Prevention and Family Support

Calaveras County is committed to the reformation of the child welfare system by shifting the mindset from a child protection and foster care system to a child and family well-being system. This vision involves an integrated system of care network supported by a framework of prevention that includes primary, secondary, and tertiary strategies grounded in the principles of fairness and equity. 

Comprehensive Prevention Plan

Calaveras County is committed to keeping children and families together and reducing the need for foster care by leveraging resources to expand the availability of prevention services. Through data analysis, the County determined the five challenges that reflect major service gaps and serve as primary drivers of children’s welfare system-involvement for children and families. Phase one prioritizes caregiver substance abuse, especially when co-occurring with domestic violence, children experiencing acute behavioral health challenges, developing and expanding services that can be fiscally and programmatically sustained, expanding access to support programs for families through community-based pathways, and expanding access to support programs for families in rural and isolated communities through virtual and in-home service delivery. Calaveras County also intends to explore the expansion of its existing Evidence Based Practices in phase one, which include: Family Check-Up, Healthy Families America, Home Builders, Motivational Interview (cross-cutting and substance abuse), Parent-Child Interaction Therapy, and Parents as Teachers.  

Calaveras Care Team

The Calaveras Care Team (CCT) meets monthly, and is designed to serve children with complex challenges such as personal, family, educational or social.  Our expertise is where the solution is beyond the scope of a single agency and we come together to find a solution. Referrals may come from schools, partner agencies, the community, or self-referred. Added.

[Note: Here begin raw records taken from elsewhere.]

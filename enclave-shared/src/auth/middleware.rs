/// Authentication middleware for Axum
///
/// Validates the `Authorization: Bearer <token>` header and injects an
/// [`AuthContext`] into request extensions. Handlers extract it with Axum's
/// `Extension` extractor.
///
/// The context carries the caller's identity and role only. Membership stage
/// is never carried here: stage checks go through the gate module, which
/// reads the latest committed value per request.
///
/// # Example
///
/// ```no_run
/// use axum::{middleware, routing::get, Extension, Router};
/// use enclave_shared::auth::middleware::{create_jwt_middleware, AuthContext};
///
/// async fn whoami(Extension(auth): Extension<AuthContext>) -> String {
///     format!("user {} ({})", auth.user_id, auth.role.as_str())
/// }
///
/// let app: Router = Router::new()
///     .route("/whoami", get(whoami))
///     .layer(middleware::from_fn(create_jwt_middleware("secret")));
/// ```

use axum::{
    extract::Request,
    http::{header, StatusCode},
    middleware::Next,
    response::{IntoResponse, Response},
};
use serde::{Deserialize, Serialize};
use uuid::Uuid;

use super::jwt::{validate_access_token, JwtError};
use crate::models::user::Role;

/// Authentication context added to request extensions
#[derive(Debug, Clone, Serialize, Deserialize)]
pub struct AuthContext {
    /// Authenticated user ID
    pub user_id: Uuid,

    /// Caller's role at token issue time
    pub role: Role,
}

impl AuthContext {
    /// Creates auth context from validated JWT claims
    pub fn from_jwt(user_id: Uuid, role: Role) -> Self {
        Self { user_id, role }
    }
}

/// Error type for authentication middleware
#[derive(Debug)]
pub enum AuthError {
    /// Missing authorization header
    MissingCredentials,

    /// Invalid authorization header format
    InvalidFormat(String),

    /// Token validation failed
    InvalidToken(String),
}

impl IntoResponse for AuthError {
    fn into_response(self) -> Response {
        match self {
            AuthError::MissingCredentials => {
                (StatusCode::UNAUTHORIZED, "Missing credentials").into_response()
            }
            AuthError::InvalidFormat(msg) => (StatusCode::BAD_REQUEST, msg).into_response(),
            AuthError::InvalidToken(msg) => (StatusCode::UNAUTHORIZED, msg).into_response(),
        }
    }
}

/// JWT authentication middleware
///
/// Validates the bearer token and injects [`AuthContext`] on success.
///
/// # Errors
///
/// Returns 401 if the header is missing, the token is invalid or expired,
/// or a refresh token is presented in place of an access token; 400 if the
/// header is not a bearer token.
pub async fn jwt_auth_middleware(
    secret: String,
    mut req: Request,
    next: Next,
) -> Result<Response, AuthError> {
    let auth_header = req
        .headers()
        .get(header::AUTHORIZATION)
        .and_then(|v| v.to_str().ok())
        .ok_or(AuthError::MissingCredentials)?;

    let token = auth_header
        .strip_prefix("Bearer ")
        .ok_or_else(|| AuthError::InvalidFormat("Expected Bearer token".to_string()))?;

    let claims = validate_access_token(token, &secret).map_err(|e| match e {
        JwtError::Expired => AuthError::InvalidToken("Token expired".to_string()),
        JwtError::WrongTokenType { .. } => {
            AuthError::InvalidToken("Access token required".to_string())
        }
        _ => AuthError::InvalidToken(format!("Invalid token: {}", e)),
    })?;

    let auth_context = AuthContext::from_jwt(claims.sub, claims.role);
    req.extensions_mut().insert(auth_context);

    Ok(next.run(req).await)
}

/// Creates a JWT authentication middleware closure
///
/// Captures the secret and returns a function usable with
/// `axum::middleware::from_fn`.
pub fn create_jwt_middleware(
    secret: impl Into<String>,
) -> impl Fn(
    Request,
    Next,
) -> std::pin::Pin<
    Box<dyn std::future::Future<Output = Result<Response, AuthError>> + Send>,
> + Clone {
    let secret = secret.into();
    move |req, next| {
        let secret = secret.clone();
        Box::pin(jwt_auth_middleware(secret, req, next))
    }
}

#[cfg(test)]
mod tests {
    use super::*;

    #[test]
    fn test_auth_context_from_jwt() {
        let user_id = Uuid::new_v4();
        let context = AuthContext::from_jwt(user_id, Role::Admin);

        assert_eq!(context.user_id, user_id);
        assert_eq!(context.role, Role::Admin);
    }

    #[test]
    fn test_auth_error_into_response() {
        let response = AuthError::MissingCredentials.into_response();
        assert_eq!(response.status(), StatusCode::UNAUTHORIZED);

        let response = AuthError::InvalidFormat("test".to_string()).into_response();
        assert_eq!(response.status(), StatusCode::BAD_REQUEST);

        let response = AuthError::InvalidToken("test".to_string()).into_response();
        assert_eq!(response.status(), StatusCode::UNAUTHORIZED);
    }
}
/// Error handling for the API server
///
/// A unified error type that maps to HTTP responses. Handlers return
/// `Result<T, ApiError>`, which converts to the right status code and a
/// JSON body. The workflow's taxonomy maps as:
///
/// - not found (user, survey entry) -> 404
/// - conflict (duplicate pending, already decided) -> 409
/// - authorization (non-admin decider, insufficient stage) -> 403
/// - validation -> 422
/// - persistence -> 500 with a generic body; details are logged
///   server-side only, never leaked to clients
///
/// # Example
///
/// ```
/// use enclave_api::error::{ApiError, ApiResult};
/// use axum::Json;
/// use serde_json::json;
///
/// async fn handler() -> ApiResult<Json<serde_json::Value>> {
///     Ok(Json(json!({ "ok": true })))
/// }
/// ```

use axum::{
    http::StatusCode,
    response::{IntoResponse, Response},
    Json,
};
use serde::{Deserialize, Serialize};
use std::fmt;

use enclave_shared::auth::gate::GateError;
use enclave_shared::auth::jwt::JwtError;
use enclave_shared::auth::middleware::AuthError;
use enclave_shared::auth::password::PasswordError;
use enclave_shared::workflow::WorkflowError;

/// API result type alias
pub type ApiResult<T> = Result<T, ApiError>;

/// Unified API error type
#[derive(Debug)]
pub enum ApiError {
    /// Bad request (400)
    BadRequest(String),

    /// Unauthorized (401)
    Unauthorized(String),

    /// Forbidden (403)
    Forbidden(String),

    /// Not found (404)
    NotFound(String),

    /// Conflict (409) - duplicate pending application, already-decided entry
    Conflict(String),

    /// Unprocessable entity (422) - validation errors
    ValidationError(Vec<ValidationErrorDetail>),

    /// Internal server error (500)
    InternalError(String),
}

/// Validation error detail
#[derive(Debug, Clone, Serialize, Deserialize)]
pub struct ValidationErrorDetail {
    /// Field that failed validation
    pub field: String,

    /// Error message
    pub message: String,
}

/// Error response format
#[derive(Debug, Serialize, Deserialize)]
pub struct ErrorResponse {
    /// Error code (e.g. "conflict", "forbidden")
    pub error: String,

    /// Human-readable error message
    pub message: String,

    /// Optional validation errors
    #[serde(skip_serializing_if = "Option::is_none")]
    pub details: Option<Vec<ValidationErrorDetail>>,
}

impl fmt::Display for ApiError {
    fn fmt(&self, f: &mut fmt::Formatter<'_>) -> fmt::Result {
        match self {
            ApiError::BadRequest(msg) => write!(f, "Bad request: {}", msg),
            ApiError::Unauthorized(msg) => write!(f, "Unauthorized: {}", msg),
            ApiError::Forbidden(msg) => write!(f, "Forbidden: {}", msg),
            ApiError::NotFound(msg) => write!(f, "Not found: {}", msg),
            ApiError::Conflict(msg) => write!(f, "Conflict: {}", msg),
            ApiError::ValidationError(errors) => {
                write!(f, "Validation failed: {} errors", errors.len())
            }
            ApiError::InternalError(msg) => write!(f, "Internal error: {}", msg),
        }
    }
}

impl std::error::Error for ApiError {}

impl ApiError {
    /// Builds a validation error from `validator` derive output
    pub fn from_validation(errors: validator::ValidationErrors) -> Self {
        let details: Vec<ValidationErrorDetail> = errors
            .field_errors()
            .iter()
            .flat_map(|(field, errors)| {
                errors.iter().map(move |error| ValidationErrorDetail {
                    field: field.to_string(),
                    message: error
                        .message
                        .as_ref()
                        .map(|m| m.to_string())
                        .unwrap_or_else(|| "Validation failed".to_string()),
                })
            })
            .collect();
        ApiError::ValidationError(details)
    }
}

impl IntoResponse for ApiError {
    fn into_response(self) -> Response {
        let (status, error_code, message, details) = match self {
            ApiError::BadRequest(msg) => (StatusCode::BAD_REQUEST, "bad_request", msg, None),
            ApiError::Unauthorized(msg) => (StatusCode::UNAUTHORIZED, "unauthorized", msg, None),
            ApiError::Forbidden(msg) => (StatusCode::FORBIDDEN, "forbidden", msg, None),
            ApiError::NotFound(msg) => (StatusCode::NOT_FOUND, "not_found", msg, None),
            ApiError::Conflict(msg) => (StatusCode::CONFLICT, "conflict", msg, None),
            ApiError::ValidationError(errors) => (
                StatusCode::UNPROCESSABLE_ENTITY,
                "validation_error",
                "Request validation failed".to_string(),
                Some(errors),
            ),
            ApiError::InternalError(msg) => {
                // Log internal errors but don't expose details to clients
                tracing::error!("Internal error: {}", msg);
                (
                    StatusCode::INTERNAL_SERVER_ERROR,
                    "internal_error",
                    "An internal error occurred".to_string(),
                    None,
                )
            }
        };

        let body = Json(ErrorResponse {
            error: error_code.to_string(),
            message,
            details,
        });

        (status, body).into_response()
    }
}

/// Convert workflow errors to API errors
impl From<WorkflowError> for ApiError {
    fn from(err: WorkflowError) -> Self {
        match err {
            WorkflowError::UserNotFound(_) | WorkflowError::SurveyNotFound(_) => {
                ApiError::NotFound(err.to_string())
            }
            WorkflowError::DuplicateApplication(_) | WorkflowError::AlreadyDecided(_) => {
                ApiError::Conflict(err.to_string())
            }
            WorkflowError::UnauthorizedDecider(_) | WorkflowError::StageNotEligible(_) => {
                ApiError::Forbidden(err.to_string())
            }
            WorkflowError::InvalidAnswers => {
                ApiError::ValidationError(vec![ValidationErrorDetail {
                    field: "answers".to_string(),
                    message: err.to_string(),
                }])
            }
            WorkflowError::Persistence(e) => {
                ApiError::InternalError(format!("Workflow persistence failure: {}", e))
            }
        }
    }
}

/// Convert gate errors to API errors
impl From<GateError> for ApiError {
    fn from(err: GateError) -> Self {
        match err {
            GateError::UserNotFound(_) => ApiError::NotFound(err.to_string()),
            GateError::InsufficientStage { .. } => ApiError::Forbidden(err.to_string()),
            GateError::DatabaseError(e) => {
                ApiError::InternalError(format!("Gate check failed: {}", e))
            }
        }
    }
}

/// Convert auth middleware errors to API errors
impl From<AuthError> for ApiError {
    fn from(err: AuthError) -> Self {
        match err {
            AuthError::MissingCredentials => {
                ApiError::Unauthorized("Missing credentials".to_string())
            }
            AuthError::InvalidFormat(msg) => ApiError::BadRequest(msg),
            AuthError::InvalidToken(msg) => ApiError::Unauthorized(msg),
        }
    }
}

/// Convert sqlx errors to API errors
impl From<sqlx::Error> for ApiError {
    fn from(err: sqlx::Error) -> Self {
        match err {
            sqlx::Error::RowNotFound => ApiError::NotFound("Resource not found".to_string()),
            sqlx::Error::Database(db_err) => {
                // Unique constraint violations surface as conflicts
                if let Some(constraint) = db_err.constraint() {
                    if constraint.contains("email") || constraint.contains("username") {
                        return ApiError::Conflict("Account already exists".to_string());
                    }
                    if constraint.contains("pending") {
                        return ApiError::Conflict(
                            "A pending application already exists".to_string(),
                        );
                    }
                    return ApiError::Conflict(format!("Constraint violation: {}", constraint));
                }

                ApiError::InternalError(format!("Database error: {}", db_err))
            }
            _ => ApiError::InternalError(format!("Database error: {}", err)),
        }
    }
}

/// Convert password errors to API errors
impl From<PasswordError> for ApiError {
    fn from(err: PasswordError) -> Self {
        ApiError::InternalError(format!("Password operation failed: {}", err))
    }
}

/// Convert JWT errors to API errors
impl From<JwtError> for ApiError {
    fn from(err: JwtError) -> Self {
        match err {
            JwtError::Expired => ApiError::Unauthorized("Token expired".to_string()),
            JwtError::WrongTokenType { .. } => {
                ApiError::Unauthorized("Wrong token type".to_string())
            }
            _ => ApiError::Unauthorized(format!("Invalid token: {}", err)),
        }
    }
}

#[cfg(test)]
mod tests {
    use super::*;
    use uuid::Uuid;

    #[test]
    fn test_error_display() {
        let err = ApiError::BadRequest("Invalid input".to_string());
        assert_eq!(err.to_string(), "Bad request: Invalid input");

        let err = ApiError::NotFound("User not found".to_string());
        assert_eq!(err.to_string(), "Not found: User not found");
    }

    #[test]
    fn test_workflow_error_mapping() {
        let id = Uuid::new_v4();

        assert!(matches!(
            ApiError::from(WorkflowError::UserNotFound(id)),
            ApiError::NotFound(_)
        ));
        assert!(matches!(
            ApiError::from(WorkflowError::SurveyNotFound(id)),
            ApiError::NotFound(_)
        ));
        assert!(matches!(
            ApiError::from(WorkflowError::DuplicateApplication(id)),
            ApiError::Conflict(_)
        ));
        assert!(matches!(
            ApiError::from(WorkflowError::AlreadyDecided(id)),
            ApiError::Conflict(_)
        ));
        assert!(matches!(
            ApiError::from(WorkflowError::UnauthorizedDecider(id)),
            ApiError::Forbidden(_)
        ));
        assert!(matches!(
            ApiError::from(WorkflowError::InvalidAnswers),
            ApiError::ValidationError(_)
        ));
    }

    #[test]
    fn test_gate_error_maps_to_forbidden() {
        let err = GateError::InsufficientStage {
            actual: "applicant",
            allowed: "member".to_string(),
        };
        assert!(matches!(ApiError::from(err), ApiError::Forbidden(_)));
    }

    #[test]
    fn test_status_codes() {
        let response = ApiError::Conflict("dup".to_string()).into_response();
        assert_eq!(response.status(), StatusCode::CONFLICT);

        let response = ApiError::Forbidden("no".to_string()).into_response();
        assert_eq!(response.status(), StatusCode::FORBIDDEN);

        let response = ApiError::ValidationError(vec![]).into_response();
        assert_eq!(response.status(), StatusCode::UNPROCESSABLE_ENTITY);

        let response = ApiError::InternalError("boom".to_string()).into_response();
        assert_eq!(response.status(), StatusCode::INTERNAL_SERVER_ERROR);
    }
}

The CCT is a countywide multidisciplinary team including: Behavioral Health, Child Welfare, Public Health, and First 5, Probation, Calaveras COE Special Education, The Resource Connection, and Calaveras County School Districts. These members have the ability to discuss and authorize supports for referred families following confidentiality guidelines. Added.

To refer a child or family to the CCT, please complete a referral form here, or email CCTNAV@ccoe.k12.ca.us 

Mandated Reporting to Community Supporting

As part of creating a Child and Family Wellbeing system, Child Welfare is recognizing the need for a paradigm shift from Mandated Reporting to Community Supporting. This shift in thinking, specifically with matters of neglect, is helpful to reduce the threat, fear or mistrust families may feel when seeking help from Mandated Reporters. 
This proposed paradigm shift requires revising the overall framing of our societal response. When there is concern that a child’s environmental and living conditions may have a negative impact on their health and wellbeing, how might we move from report to support? In the current frame of mandating reporting, the threshold for making a report to child welfare is knowing or reasonably suspecting that a child has been a victim of abuse or neglect. Failure to report even “reasonable suspicion” is a misdemeanor. This low threshold, particularly when linked to the overly broad and often poverty-linked category of neglect, casts an extremely wide net for mandated reporting, even when there is little question of risk for a child’s safety. In a reframing in which we prioritize the best outcomes for a child, we first ask whether there is truly a substantial risk of harm to the child, and if not, we turn to questions about supporting the child within their caregiving system to address the mandated reporter’s concerns about the child’s environment or living conditions. When we look at the caregiving system as a whole, the key assessment and decision-making questions are:

  • “Does this family have the resources to provide the care and protection they want to provide?”
  • “What strengths exist within this caregiving system?”
  • “What are this family’s priorities for their child, and how can we support them in a culturally appropriate and humble way?” 

This frame provides a different starting place than the historically fear-based approach, while leaving in place the possibility of referral to CWS in the case of an imminent threat to the child’s health and well-being.